We contacted 73 eligible subjects to participate in the study. Thirteen declined to participate. The total number of subjects available to participate in this study was 60. Anticholinergic medications were effective in treating PVD, with a response rate of 72% (95% CI: 59 to 83%, p < 0.01). When patients who declined to participate in the study were included in the “non-responder” group during data analysis, the response rate fell to 59% (95% CI: 47 to 70%); however, the response rate was still greater than 35% (our null hypothesis), with statistical significance. We noted an almost complete concordance in response to medication; if patients responded to their anticholinergic medication for OAB they also responded for PVD. The converse was true; if they did not respond to anticholinergic medications for OAB they did not respond for PVD either. Statistical significance was not found in the difference between the responses to PVD and OAB (p = 1).
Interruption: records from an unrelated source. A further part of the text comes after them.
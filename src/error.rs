//! Error types shared by the catalog routines.

use thiserror::Error;

/// Errors raised when a routine is called with parameters it cannot honor.
#[derive(Debug, Clone, PartialEq, Eq, Error)]
pub enum AlgoError {
    #[error("invalid argument `{name}`: {reason}")]
    InvalidArgument { name: &'static str, reason: String },

    #[error("integer overflow while computing {operation}")]
    Overflow { operation: &'static str },
}

impl AlgoError {
    pub(crate) fn invalid(name: &'static str, reason: impl Into<String>) -> Self {
        let err = AlgoError::InvalidArgument {
            name,
            reason: reason.into(),
        };
        tracing::debug!(%err, "rejected argument");
        err
    }
}

/// Result type for catalog operations.
pub type AlgoResult<T> = Result<T, AlgoError>;
//! Project Configuration
//!
//! Handles parsing and management of algorithms.toml configuration files.

use serde::{Deserialize, Serialize};
use std::path::Path;
use thiserror::Error;

use crate::sorting::quick_sort::{QuickSort, INSERTION_CUTOFF};
use crate::sorting::SortAlgorithm;

/// Name of the configuration file searched for by [`AlgoConfig::find_and_load`].
pub const CONFIG_FILE_NAME: &str = "algorithms.toml";

/// Configuration errors.
#[derive(Debug, Error)]
pub enum ConfigError {
    #[error("Failed to read config file: {0}")]
    Io(#[from] std::io::Error),

    #[error("Failed to parse config: {0}")]
    Parse(#[from] toml::de::Error),

    #[error("Failed to serialize config: {0}")]
    Serialize(#[from] toml::ser::Error),

    #[error("Config file not found: {0}")]
    NotFound(String),
}

/// Result type for configuration operations.
pub type ConfigResult<T> = Result<T, ConfigError>;

/// Root configuration structure matching algorithms.toml.
#[derive(Debug, Clone, PartialEq, Serialize, Deserialize, Default)]
pub struct AlgoConfig {
    /// Sorting defaults
    #[serde(default)]
    pub sort: SortConfig,

    /// Output formatting
    #[serde(default)]
    pub output: OutputConfig,
}

impl AlgoConfig {
    /// Load configuration from a file path.
    pub fn load(path: &Path) -> ConfigResult<Self> {
        if !path.exists() {
            return Err(ConfigError::NotFound(path.display().to_string()));
        }
        let content = std::fs::read_to_string(path)?;
        let config: AlgoConfig = toml::from_str(&content)?;
        tracing::debug!(path = %path.display(), "loaded config");
        Ok(config)
    }

    /// Load configuration from the current directory or parents.
    pub fn load_from_cwd() -> ConfigResult<Self> {
        let cwd = std::env::current_dir()?;
        Self::find_and_load(&cwd)
    }

    /// Find and load configuration by searching up from the given directory.
    ///
    /// Falls back to defaults when no file exists up to the filesystem root.
    pub fn find_and_load(start_dir: &Path) -> ConfigResult<Self> {
        let mut dir = start_dir.to_path_buf();
        loop {
            let config_path = dir.join(CONFIG_FILE_NAME);
            if config_path.exists() {
                return Self::load(&config_path);
            }
            if !dir.pop() {
                return Ok(Self::default());
            }
        }
    }

    /// Save configuration to a file.
    pub fn save(&self, path: &Path) -> ConfigResult<()> {
        let content = toml::to_string_pretty(self)?;
        std::fs::write(path, content)?;
        Ok(())
    }
}

/// Defaults for `algo sort`.
#[derive(Debug, Clone, PartialEq, Eq, Serialize, Deserialize)]
pub struct SortConfig {
    /// Algorithm used when none is given on the command line
    #[serde(default)]
    pub algorithm: SortAlgorithm,

    /// Quicksort insertion-sort cutoff
    #[serde(default = "default_cutoff")]
    pub cutoff: usize,

    /// Fixed pivot seed; random per run when absent
    #[serde(default, skip_serializing_if = "Option::is_none")]
    pub seed: Option<u64>,
}

fn default_cutoff() -> usize {
    INSERTION_CUTOFF
}

impl Default for SortConfig {
    fn default() -> Self {
        Self {
            algorithm: SortAlgorithm::default(),
            cutoff: default_cutoff(),
            seed: None,
        }
    }
}

impl SortConfig {
    pub fn quick_sort(&self) -> QuickSort {
        QuickSort::with_cutoff(self.cutoff)
    }
}

/// Output formatting.
#[derive(Debug, Clone, Default, PartialEq, Eq, Serialize, Deserialize)]
pub struct OutputConfig {
    /// Emit JSON objects instead of plain lines
    #[serde(default)]
    pub json: bool,
}
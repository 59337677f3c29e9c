//! Boyer-Moore majority vote.

/// Single-pass majority candidate.
///
/// Keeps one candidate and a counter: a zero counter adopts the current
/// element, a match increments, a mismatch decrements. The result is the
/// majority element **only if** one exists (more than `n / 2`
/// occurrences); nothing is verified here. `None` for empty input.
///
/// # Test Cases
/// - majority_candidate([2, 2, 1, 1, 1, 2, 2]) = Some(2)
pub fn majority_candidate(arr: &[i64]) -> Option<i64> {
    let mut candidate = None;
    let mut count: usize = 0;

    for &value in arr {
        if count == 0 {
            candidate = Some(value);
            count = 1;
        } else if candidate == Some(value) {
            count += 1;
        } else {
            count -= 1;
        }
    }

    candidate
}

/// Majority element with verification.
///
/// Runs [`majority_candidate`] and confirms with a counting pass that the
/// candidate fills more than half of the positions.
pub fn majority_element(arr: &[i64]) -> Option<i64> {
    let candidate = majority_candidate(arr)?;
    let occurrences = arr.iter().filter(|&&v| v == candidate).count();
    (occurrences > arr.len() / 2).then_some(candidate)
}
We reviewed the medical history of the study subjects and found no difference in symptoms or medical conditions between those who responded and those who did not respond to anticholinergic medications. See Table 1, Table 2, and Table 3.
In our survey, anticholinergic medications were effective in treating PVD. The response rates mirrored those of anticholinergic medications for OAB symptoms in the literature, typically ranging from 60 to 70%. Response rates to a placebo in urge incontinence studies are approximately 35% .
PVD is an important type of incontinence; it is relatively common and negatively affects quality of life. Temml et al.  found the prevalence of PVD in 16.2% of incontinent women (at least 1 episode in 4 weeks). They also noted PVD significantly decreased quality-of-life scores; 14.4% of incontinent women had a moderate to severe decrease in quality of life due to PVD. These findings underline the importance of PVD as a type of female lower urinary tract dysfunction. Coyle et al.  reported similar findings for prevalence and quality of life.
PVD can occur in women without OAB symptoms. In our prior study , we examined women evaluated for lower urinary tract symptoms (n = 161). Of patients examined, 41% had PVD (n = 68) and 15% of the patients with PVD did not have urge incontinence (n = 10). This 15% would go untreated without knowledge of the relationship between PVD and anticholinergic meds. Women with OAB, in theory, may have their PVD incidentally treated when they are being treated for OAB. This is the first report of the therapeutic effect of anticholinergic medications on PVD symptoms.
OAB and PVD are considered distinct clinical entities, each with its own formally recognized definition. Interestingly, there is no overlap of symptoms in their definitions, which would imply a common condition. PVD in women was defined in 2002 by the International Continence Society as “involuntary loss of urine immediately after passing urine and rising from the toilet.” OAB is defined as “urgency with or without urge incontinence, usually with frequency and nocturia” .
We noted an almost complete concordance in response to medication; if patients responded to anticholinergic meds for OAB they likely responded for PVD. The converse was true; if they did not respond to anticholinergic medications for OAB they did not respond for PVD either.
The mechanism for how anticholinergic medications improve PVD symptoms in women is unknown, as is the relationship between OAB and PVD. Research in this area is ongoing [7-11]. It is likely that PVD is caused by some type of abnormality in the micturition reflex, which is corrected on anticholinergic therapy.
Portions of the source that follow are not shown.